*What this task involves*: In the material below, list every line carrying the string "description".

*Task material*:
//! cfgdiff command-line interface.
//!
//! Loads two configuration snapshots, compares them with the built-in
//! schemas (optionally extended from a schema file) and prints the change
//! set.

use anyhow::{Context, Result};
use cfgdiff::{
    compute_diff, filter_changes, format_change_set, load_document, DiffConfig, FilterConfig,
    OutputFormat, OutputOptions, ReorderBasis, SchemaRegistry,
};
use clap::{Parser, ValueEnum};
use std::path::PathBuf;
use std::process;
use tracing::debug;
use tracing_subscriber::EnvFilter;

/// cfgdiff - Semantic diff for network device configuration snapshots
///
/// Pairs firewall rules, interfaces, routes and other entities by stable id
/// and reports what was added, removed, modified or reordered, ignoring
/// cosmetic differences such as leading zeros in addresses or letter case
/// in protocol names.
#[derive(Parser)]
#[command(name = "cfgdiff")]
#[command(version)]
#[command(about = "Semantic diff for configuration snapshots", long_about = None)]
struct Cli {
    /// Older snapshot
    #[arg(value_name = "OLD")]
    old: PathBuf,

    /// Newer snapshot
    #[arg(value_name = "NEW")]
    new: PathBuf,

    /// Output format
    #[arg(short = 'f', long, value_enum, default_value = "terminal")]
    format: OutputFormatArg,

    /// Schema file (TOML) extending the built-in schemas
    #[arg(long, value_name = "FILE")]
    schema: Option<PathBuf>,

    /// Also list unchanged entities
    #[arg(long)]
    verbose_changes: bool,

    /// Count pure position changes as unchanged
    #[arg(long)]
    no_reorders: bool,

    /// Detect reorders by rank among entities present in both snapshots
    #[arg(long)]
    relative_order: bool,

    /// Treat a missing field as equal to an empty one
    #[arg(long)]
    missing_as_empty: bool,

    /// Compare collections in parallel
    #[arg(long)]
    parallel: bool,

    /// Ignore changes matching a path pattern (e.g. "**.description")
    #[arg(long, value_name = "PATTERN")]
    ignore: Vec<String>,

    /// Only show changes matching a path pattern (e.g. "rules.**")
    #[arg(long, value_name = "PATTERN")]
    only: Vec<String>,

    /// Maximum length for displayed values
    #[arg(long, default_value = "80")]
    max_value_length: usize,

    /// Debug logging to stderr
    #[arg(short, long)]
    verbose: bool,

    /// Quiet mode (only show changes, suppress summary)
    #[arg(short, long)]
    quiet: bool,
}

/// Output format argument for clap
#[derive(Copy, Clone, PartialEq, Eq, PartialOrd, Ord, ValueEnum)]
enum OutputFormatArg {
    /// Colored terminal output
    Terminal,
    /// JSON representation
    Json,
    /// Plain text (no colors)
    Plain,
}

impl From<OutputFormatArg> for OutputFormat {
    fn from(arg: OutputFormatArg) -> Self {
        match arg {
            OutputFormatArg::Terminal => OutputFormat::Terminal,
            OutputFormatArg::Json => OutputFormat::Json,
            OutputFormatArg::Plain => OutputFormat::Plain,
        }
    }
}

fn main() {
    let cli = Cli::parse();
    init_tracing(cli.verbose);

    match run(cli) {
        Ok(exit_code) => process::exit(exit_code),
        Err(err) => {
            eprintln!("Error: {:#}", err);
            process::exit(2);
        }
    }
}

fn init_tracing(verbose: bool) {
    let filter = if verbose {
        EnvFilter::new("cfgdiff=debug")
    } else {
        EnvFilter::try_from_default_env().unwrap_or_else(|_| EnvFilter::new("cfgdiff=warn"))
    };

    tracing_subscriber::fmt()
        .with_env_filter(filter)
        .with_writer(std::io::stderr)
        .with_target(false)
        .init();
}

fn run(cli: Cli) -> Result<i32> {
    let old = load_document(&cli.old)
        .with_context(|| format!("Failed to load old snapshot: {}", cli.old.display()))?;
    let new = load_document(&cli.new)
        .with_context(|| format!("Failed to load new snapshot: {}", cli.new.display()))?;

    let registry = match &cli.schema {
        Some(path) => {
            let extra = SchemaRegistry::from_file(path)
                .with_context(|| format!("Failed to load schema file: {}", path.display()))?;
            SchemaRegistry::builtin().merge(extra)
        }
        None => SchemaRegistry::builtin(),
    };
    debug!(
        collections = registry.collection_names().count(),
        "schemas ready"
    );

    let config = DiffConfig {
        include_unchanged: cli.verbose_changes,
        report_reorders: !cli.no_reorders,
        reorder_basis: if cli.relative_order {
            ReorderBasis::Relative
        } else {
            ReorderBasis::Absolute
        },
        treat_missing_as_empty: cli.missing_as_empty,
        parallel: cli.parallel,
    };

    let set = compute_diff(&old, &new, &registry, &config);

    let filter = cli
        .ignore
        .iter()
        .fold(FilterConfig::new(), |f, p| f.ignore(p));
    let filter = cli.only.iter().fold(filter, |f, p| f.only(p));
    let set = filter_changes(&set, &filter);

    let options = OutputOptions {
        show_diagnostics: true,
        max_value_length: cli.max_value_length,
    };
    let output_format: OutputFormat = cli.format.into();
    let output = format_change_set(&set, &output_format, &options)
        .context("Failed to format change set")?;

    if !cli.quiet || output_format == OutputFormat::Json {
        println!("{}", output);
    } else {
        for line in output.lines() {
            if !line.starts_with("Summary:") && !line.trim().is_empty() {
                println!("{}", line);
            }
        }
    }

    if set.is_empty() {
        Ok(0)
    } else {
        Ok(1)
    }
}

#[cfg(test)]
mod tests {
    use super::*;
    use clap::CommandFactory;

    #[test]
    fn test_output_format_conversion() {
        assert_eq!(
            OutputFormat::from(OutputFormatArg::Terminal),
            OutputFormat::Terminal
        );
        assert_eq!(
            OutputFormat::from(OutputFormatArg::Json),
            OutputFormat::Json
        );
        assert_eq!(
            OutputFormat::from(OutputFormatArg::Plain),
            OutputFormat::Plain
        );
    }

    #[test]
    fn test_cli_definition() {
        Cli::command().debug_assert();
    }

    #[test]
    fn test_repeatable_patterns() {
        let cli = Cli::parse_from([
            "cfgdiff",
            "a.json",
            "b.json",
            "--ignore",
            "**.description",
            "--ignore",
            "users.*",
            "--only",
            "rules.**",
        ]);
        assert_eq!(cli.ignore.len(), 2);
        assert_eq!(cli.only, vec!["rules.**".to_string()]);
    }
}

*Written response*:
    /// Ignore changes matching a path pattern (e.g. "**.description")
            "**.description",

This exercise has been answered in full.